* Instructions for the task
Please report every line in the entries that contains the string "tracing".

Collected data

+-------+

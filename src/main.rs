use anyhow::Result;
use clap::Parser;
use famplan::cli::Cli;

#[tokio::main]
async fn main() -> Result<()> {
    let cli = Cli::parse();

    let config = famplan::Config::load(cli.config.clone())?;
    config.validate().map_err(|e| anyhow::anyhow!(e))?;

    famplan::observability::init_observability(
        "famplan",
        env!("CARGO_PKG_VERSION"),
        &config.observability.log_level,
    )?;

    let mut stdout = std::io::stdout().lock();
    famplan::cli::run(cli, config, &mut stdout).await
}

+-------+

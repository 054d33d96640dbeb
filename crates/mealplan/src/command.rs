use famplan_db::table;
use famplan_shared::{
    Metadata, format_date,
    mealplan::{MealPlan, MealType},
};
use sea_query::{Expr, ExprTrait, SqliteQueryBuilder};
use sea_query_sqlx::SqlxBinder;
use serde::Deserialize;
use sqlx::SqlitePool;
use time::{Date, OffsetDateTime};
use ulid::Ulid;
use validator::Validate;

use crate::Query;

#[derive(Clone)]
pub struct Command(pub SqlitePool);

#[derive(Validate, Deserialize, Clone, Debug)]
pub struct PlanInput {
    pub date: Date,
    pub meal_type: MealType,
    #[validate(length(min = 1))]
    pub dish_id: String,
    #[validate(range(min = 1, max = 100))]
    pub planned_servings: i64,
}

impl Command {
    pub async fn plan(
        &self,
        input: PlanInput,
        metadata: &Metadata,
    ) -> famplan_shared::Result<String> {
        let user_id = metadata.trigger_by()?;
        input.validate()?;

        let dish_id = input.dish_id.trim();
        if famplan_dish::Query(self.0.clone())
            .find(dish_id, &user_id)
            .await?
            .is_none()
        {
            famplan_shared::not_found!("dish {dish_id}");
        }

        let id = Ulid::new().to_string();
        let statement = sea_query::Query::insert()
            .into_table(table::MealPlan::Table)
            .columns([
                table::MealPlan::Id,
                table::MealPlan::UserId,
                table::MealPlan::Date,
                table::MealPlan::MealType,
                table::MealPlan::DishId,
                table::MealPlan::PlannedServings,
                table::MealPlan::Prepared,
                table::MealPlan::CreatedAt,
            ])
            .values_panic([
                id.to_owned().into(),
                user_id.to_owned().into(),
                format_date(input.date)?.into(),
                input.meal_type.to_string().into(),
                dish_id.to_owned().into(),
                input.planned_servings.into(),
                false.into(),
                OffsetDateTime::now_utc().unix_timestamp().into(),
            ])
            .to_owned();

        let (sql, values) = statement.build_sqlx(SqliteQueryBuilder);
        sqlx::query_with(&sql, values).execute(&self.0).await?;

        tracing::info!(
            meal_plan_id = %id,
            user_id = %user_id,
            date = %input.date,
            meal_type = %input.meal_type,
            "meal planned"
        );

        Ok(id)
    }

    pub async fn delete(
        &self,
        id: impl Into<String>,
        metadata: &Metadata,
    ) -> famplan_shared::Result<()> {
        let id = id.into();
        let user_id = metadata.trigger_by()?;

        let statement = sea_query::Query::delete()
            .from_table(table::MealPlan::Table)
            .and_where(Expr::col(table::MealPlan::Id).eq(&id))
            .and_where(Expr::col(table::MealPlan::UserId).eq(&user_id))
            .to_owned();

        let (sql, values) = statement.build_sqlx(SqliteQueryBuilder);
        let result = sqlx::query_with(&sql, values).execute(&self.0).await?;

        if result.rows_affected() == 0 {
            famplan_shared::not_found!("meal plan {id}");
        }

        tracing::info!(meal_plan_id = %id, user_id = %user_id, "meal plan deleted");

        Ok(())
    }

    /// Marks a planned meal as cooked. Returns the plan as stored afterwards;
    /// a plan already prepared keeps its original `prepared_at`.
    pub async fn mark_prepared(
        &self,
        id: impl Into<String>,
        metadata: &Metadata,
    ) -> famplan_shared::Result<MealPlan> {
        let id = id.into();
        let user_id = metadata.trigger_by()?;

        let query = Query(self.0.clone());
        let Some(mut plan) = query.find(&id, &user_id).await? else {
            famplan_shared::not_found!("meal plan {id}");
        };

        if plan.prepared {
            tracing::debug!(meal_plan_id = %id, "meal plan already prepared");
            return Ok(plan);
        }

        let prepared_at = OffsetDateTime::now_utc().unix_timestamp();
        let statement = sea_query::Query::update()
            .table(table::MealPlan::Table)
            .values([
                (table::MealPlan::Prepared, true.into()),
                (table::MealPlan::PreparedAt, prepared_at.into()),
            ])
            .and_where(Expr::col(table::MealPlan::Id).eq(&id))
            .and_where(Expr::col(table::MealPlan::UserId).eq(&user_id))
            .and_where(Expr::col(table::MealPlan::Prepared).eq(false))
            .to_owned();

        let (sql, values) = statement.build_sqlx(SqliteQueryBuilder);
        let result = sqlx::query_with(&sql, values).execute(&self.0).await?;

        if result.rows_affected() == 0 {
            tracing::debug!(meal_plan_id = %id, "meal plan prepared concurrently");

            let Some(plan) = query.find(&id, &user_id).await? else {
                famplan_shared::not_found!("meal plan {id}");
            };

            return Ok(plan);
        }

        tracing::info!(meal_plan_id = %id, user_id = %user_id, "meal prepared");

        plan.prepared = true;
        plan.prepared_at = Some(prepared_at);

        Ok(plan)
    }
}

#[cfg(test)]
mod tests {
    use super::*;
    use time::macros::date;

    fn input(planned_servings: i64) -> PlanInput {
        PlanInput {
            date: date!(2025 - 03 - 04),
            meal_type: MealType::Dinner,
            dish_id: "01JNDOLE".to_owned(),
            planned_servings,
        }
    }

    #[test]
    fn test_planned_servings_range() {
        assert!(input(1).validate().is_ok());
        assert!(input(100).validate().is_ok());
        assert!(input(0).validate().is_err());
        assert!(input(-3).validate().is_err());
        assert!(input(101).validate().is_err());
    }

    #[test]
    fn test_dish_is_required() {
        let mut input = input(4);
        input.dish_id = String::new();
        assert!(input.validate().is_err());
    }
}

+-------+

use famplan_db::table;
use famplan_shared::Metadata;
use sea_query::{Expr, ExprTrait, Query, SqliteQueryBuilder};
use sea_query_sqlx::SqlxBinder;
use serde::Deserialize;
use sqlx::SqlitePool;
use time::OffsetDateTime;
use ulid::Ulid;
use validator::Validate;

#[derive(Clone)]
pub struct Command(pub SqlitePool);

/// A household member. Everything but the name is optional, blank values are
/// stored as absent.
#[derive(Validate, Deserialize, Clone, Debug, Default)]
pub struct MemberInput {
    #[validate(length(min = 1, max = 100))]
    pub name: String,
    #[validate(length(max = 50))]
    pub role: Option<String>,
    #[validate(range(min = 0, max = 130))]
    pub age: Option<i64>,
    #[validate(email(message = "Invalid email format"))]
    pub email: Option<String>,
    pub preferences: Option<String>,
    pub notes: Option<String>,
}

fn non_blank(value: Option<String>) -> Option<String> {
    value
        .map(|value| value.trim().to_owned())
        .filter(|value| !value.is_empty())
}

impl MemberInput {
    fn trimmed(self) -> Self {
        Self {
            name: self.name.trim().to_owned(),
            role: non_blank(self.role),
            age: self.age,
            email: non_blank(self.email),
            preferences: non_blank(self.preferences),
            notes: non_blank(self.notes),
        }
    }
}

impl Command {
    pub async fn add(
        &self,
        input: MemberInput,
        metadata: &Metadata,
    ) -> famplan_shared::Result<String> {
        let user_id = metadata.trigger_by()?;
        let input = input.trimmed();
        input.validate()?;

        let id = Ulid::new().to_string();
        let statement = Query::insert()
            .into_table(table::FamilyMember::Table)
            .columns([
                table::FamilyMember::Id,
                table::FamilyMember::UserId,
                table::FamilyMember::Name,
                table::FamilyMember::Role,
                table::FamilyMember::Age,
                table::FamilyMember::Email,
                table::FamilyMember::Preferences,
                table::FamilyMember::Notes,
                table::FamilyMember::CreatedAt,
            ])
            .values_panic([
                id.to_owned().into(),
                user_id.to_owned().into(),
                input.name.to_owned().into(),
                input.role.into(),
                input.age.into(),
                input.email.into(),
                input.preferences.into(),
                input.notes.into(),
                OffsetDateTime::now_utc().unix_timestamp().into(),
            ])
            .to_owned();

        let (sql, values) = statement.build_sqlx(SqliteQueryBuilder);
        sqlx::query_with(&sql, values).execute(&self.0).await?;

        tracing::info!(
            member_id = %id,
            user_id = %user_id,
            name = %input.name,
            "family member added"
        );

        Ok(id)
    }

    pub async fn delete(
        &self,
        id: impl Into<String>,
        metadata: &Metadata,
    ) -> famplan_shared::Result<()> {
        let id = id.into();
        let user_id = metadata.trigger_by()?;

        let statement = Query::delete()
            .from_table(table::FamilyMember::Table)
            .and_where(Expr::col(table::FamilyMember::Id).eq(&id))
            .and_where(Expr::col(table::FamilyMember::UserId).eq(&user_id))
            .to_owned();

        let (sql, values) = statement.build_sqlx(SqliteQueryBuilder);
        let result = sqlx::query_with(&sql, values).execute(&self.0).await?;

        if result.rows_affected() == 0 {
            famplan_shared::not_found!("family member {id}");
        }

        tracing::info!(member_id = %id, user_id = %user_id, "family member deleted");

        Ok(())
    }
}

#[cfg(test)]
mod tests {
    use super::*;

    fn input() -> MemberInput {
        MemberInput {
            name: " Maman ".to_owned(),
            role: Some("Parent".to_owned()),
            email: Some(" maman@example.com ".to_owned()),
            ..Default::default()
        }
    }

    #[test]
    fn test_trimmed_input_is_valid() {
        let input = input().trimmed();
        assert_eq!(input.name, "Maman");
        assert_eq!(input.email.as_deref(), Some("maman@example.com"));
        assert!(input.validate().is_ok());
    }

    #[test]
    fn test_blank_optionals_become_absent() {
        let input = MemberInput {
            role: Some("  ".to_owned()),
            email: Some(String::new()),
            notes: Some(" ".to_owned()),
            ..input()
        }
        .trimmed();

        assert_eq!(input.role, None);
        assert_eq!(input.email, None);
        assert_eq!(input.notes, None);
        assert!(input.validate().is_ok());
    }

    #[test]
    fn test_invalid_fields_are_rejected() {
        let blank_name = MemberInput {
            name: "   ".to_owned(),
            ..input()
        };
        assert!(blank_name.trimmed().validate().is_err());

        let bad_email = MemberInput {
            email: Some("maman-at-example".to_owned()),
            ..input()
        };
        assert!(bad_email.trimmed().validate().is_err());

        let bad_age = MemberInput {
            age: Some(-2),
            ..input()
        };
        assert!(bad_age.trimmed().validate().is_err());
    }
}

+-------+

* Written solution
        tracing::info!(
        tracing::info!(meal_plan_id = %id, user_id = %user_id, "meal plan deleted");
            tracing::debug!(meal_plan_id = %id, "meal plan already prepared");
            tracing::debug!(meal_plan_id = %id, "meal plan prepared concurrently");
        tracing::info!(meal_plan_id = %id, user_id = %user_id, "meal prepared");
        tracing::info!(
        tracing::info!(member_id = %id, user_id = %user_id, "family member deleted");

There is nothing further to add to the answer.